Souvenirs has multiple structural issues. More attention has been paid to individual scenes and set pieces than to the plot and consistency of the whole piece, which could be excused given that the play is so influenced by the form of sketch comedy. While the idea to loosely model the project around a sequence of sketches is strong, the segments are just too poorly integrated into the end result to be effective, leaving the structure of the performance with gaping plot holes. Pacing, notwithstanding the poor opening, is dealt with slightly more efficiently: a linear building of energy is managed well and grows fairly consistently from start to end.

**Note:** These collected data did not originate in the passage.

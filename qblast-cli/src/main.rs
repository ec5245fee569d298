use std::io;
use std::path::PathBuf;
use std::time::Duration;

use clap::{Args as ClapArgs, Parser, Subcommand};
use tracing::debug;

use qblast_config::config::{Args, USAGE};
use qblast_http::{QBlastClient, ResultsOptions, Retrieved, SearchOptions, SearchRequest};

/// Submit, poll and retrieve remote sequence searches.
#[derive(Parser, Debug)]
#[command(author, version, about, long_about = USAGE)]
struct Cli {
  #[command(flatten)]
  config: Args,
  #[command(subcommand)]
  command: Option<Command>,
}

#[derive(Subcommand, Debug)]
enum Command {
  /// Submit a search and print its request id and estimated time to completion.
  Search {
    query: String,
    database: String,
    program: String,
    #[command(flatten)]
    options: SearchArgs,
    /// Wait for the search to complete and output its results.
    #[arg(long)]
    wait: bool,
    /// The format of the results when waiting.
    #[arg(long, requires = "wait")]
    results_format: Option<String>,
    /// Where bulk results are written when waiting.
    #[arg(short, long, requires = "wait")]
    output: Option<PathBuf>,
  },
  /// Print the status of a job.
  Status { rid: String },
  /// Retrieve the results of a job.
  Results {
    rid: String,
    #[command(flatten)]
    options: ResultsArgs,
  },
  /// Wait for a job to complete and output its results.
  Wait {
    rid: String,
    /// Seconds to wait before the first status check.
    estimate: u64,
    #[command(flatten)]
    options: ResultsArgs,
  },
}

#[derive(ClapArgs, Debug)]
struct SearchArgs {
  #[arg(long)]
  filter: Option<String>,
  #[arg(long)]
  format_type: Option<String>,
  #[arg(long, allow_negative_numbers = true)]
  expect: Option<f64>,
  #[arg(long, allow_negative_numbers = true)]
  nucl_reward: Option<i64>,
  #[arg(long, allow_negative_numbers = true)]
  nucl_penalty: Option<i64>,
  /// Gap existence and extension costs.
  #[arg(long, num_args = 2, value_names = ["EXISTENCE", "EXTENSION"], allow_negative_numbers = true)]
  gapcosts: Option<Vec<i64>>,
  #[arg(long)]
  matrix: Option<String>,
  #[arg(long, allow_negative_numbers = true)]
  hitlist_size: Option<i64>,
  #[arg(long, allow_negative_numbers = true)]
  descriptions: Option<i64>,
  #[arg(long, allow_negative_numbers = true)]
  alignments: Option<i64>,
  #[arg(long)]
  ncbi_gi: Option<String>,
  #[arg(long, allow_negative_numbers = true)]
  threshold: Option<i64>,
  #[arg(long, allow_negative_numbers = true)]
  word_size: Option<i64>,
  #[arg(long, allow_negative_numbers = true)]
  composition_based_statistics: Option<i64>,
  #[arg(long, allow_negative_numbers = true)]
  num_threads: Option<i64>,
}

impl From<SearchArgs> for SearchOptions {
  fn from(args: SearchArgs) -> Self {
    Self {
      filter: args.filter,
      format_type: args.format_type,
      expect: args.expect,
      nucl_reward: args.nucl_reward,
      nucl_penalty: args.nucl_penalty,
      gapcosts: args.gapcosts.and_then(|costs| match costs.as_slice() {
        [existence, extension] => Some((*existence, *extension)),
        _ => None,
      }),
      matrix: args.matrix,
      hitlist_size: args.hitlist_size,
      descriptions: args.descriptions,
      alignments: args.alignments,
      ncbi_gi: args.ncbi_gi,
      threshold: args.threshold,
      word_size: args.word_size,
      composition_based_statistics: args.composition_based_statistics,
      num_threads: args.num_threads,
    }
  }
}

#[derive(ClapArgs, Debug)]
struct ResultsArgs {
  #[arg(long)]
  format_type: Option<String>,
  #[arg(long, allow_negative_numbers = true)]
  hitlist_size: Option<i64>,
  #[arg(long, allow_negative_numbers = true)]
  descriptions: Option<i64>,
  #[arg(long, allow_negative_numbers = true)]
  alignments: Option<i64>,
  #[arg(long)]
  ncbi_gi: Option<String>,
  #[arg(long)]
  format_object: Option<String>,
  /// Where bulk results are written.
  #[arg(short, long)]
  output: Option<PathBuf>,
}

impl From<ResultsArgs> for ResultsOptions {
  fn from(args: ResultsArgs) -> Self {
    Self {
      format_type: args.format_type,
      hitlist_size: args.hitlist_size,
      descriptions: args.descriptions,
      alignments: args.alignments,
      ncbi_gi: args.ncbi_gi,
      format_object: args.format_object,
      results_file_path: args.output,
    }
  }
}

fn print_retrieved(retrieved: Retrieved) {
  match retrieved {
    Retrieved::InMemoryText(text) => print!("{text}"),
    Retrieved::WrittenToPath(path) => println!("{}", path.display()),
  }
}

#[tokio::main]
async fn main() -> io::Result<()> {
  let cli = Cli::parse();

  let Some(config) = cli.config.load()? else {
    return Ok(());
  };
  config.setup_tracing()?;

  debug!(config = ?config, "config parsed");

  let Some(command) = cli.command else {
    return Ok(());
  };

  let client = QBlastClient::from_config(&config)?;

  match command {
    Command::Search {
      query,
      database,
      program,
      options,
      wait,
      results_format,
      output,
    } => {
      let request = SearchRequest::new(query, database, program).with_options(options.into());
      let job = client.search(&request).await?;

      println!("RID={}", job.rid());
      println!("RTOE={}", job.estimate().as_secs());

      if wait {
        let options = ResultsOptions {
          format_type: results_format,
          results_file_path: output,
          ..Default::default()
        };
        print_retrieved(client.wait_for_job(&job, &options).await?);
      }
    }
    Command::Status { rid } => println!("{}", client.check_status(&rid).await?),
    Command::Results { rid, options } => {
      print_retrieved(client.results(&rid, &options.into()).await?)
    }
    Command::Wait {
      rid,
      estimate,
      options,
    } => print_retrieved(
      client
        .wait_for_results(&rid, Duration::from_secs(estimate), &options.into())
        .await?,
    ),
  }

  Ok(())
}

Comedy is an important element of this Wrong Tree Adventure, but as with the structure we again have some problems. Many of the jokes are overly cheesy, audience interaction is unoriginal and the inclusion of animals mimed by bits of stationery is just not very funny (with the exception of two glorious tape-measure snails). But there are moments of inspiration too. Several scenes are raucously comic; particularly brilliant is the passage set in a port. An old sea captain is a terrific character, and is given a truly hilarious opening line. Outside the comedy, there are sparks of well-realised creativity. The decision to have one actor read all the lines for four plane passengers as they mime along to his words is excellent, and is evidence of the heights this production has the capability to reach.
Other than some dodgy accents, the cast are comfortable in their roles. Worth spotlighting are Angharad Phillips as the Professor, who gives a controlled and subtle performance, and Kieran Laurie who is the true comic heart of the project. The collaborative nature of the play is enjoyably clear to see – director Jazzy Price has led her team in devising the drama – with warm camaraderie visible between all members of the ensemble.
Silliness does not justify theatrical weakness. Yet even with the serious faults that run through Souvenirs, by the end of the play you will find yourself with a grudging respect for its lo-fi wackiness.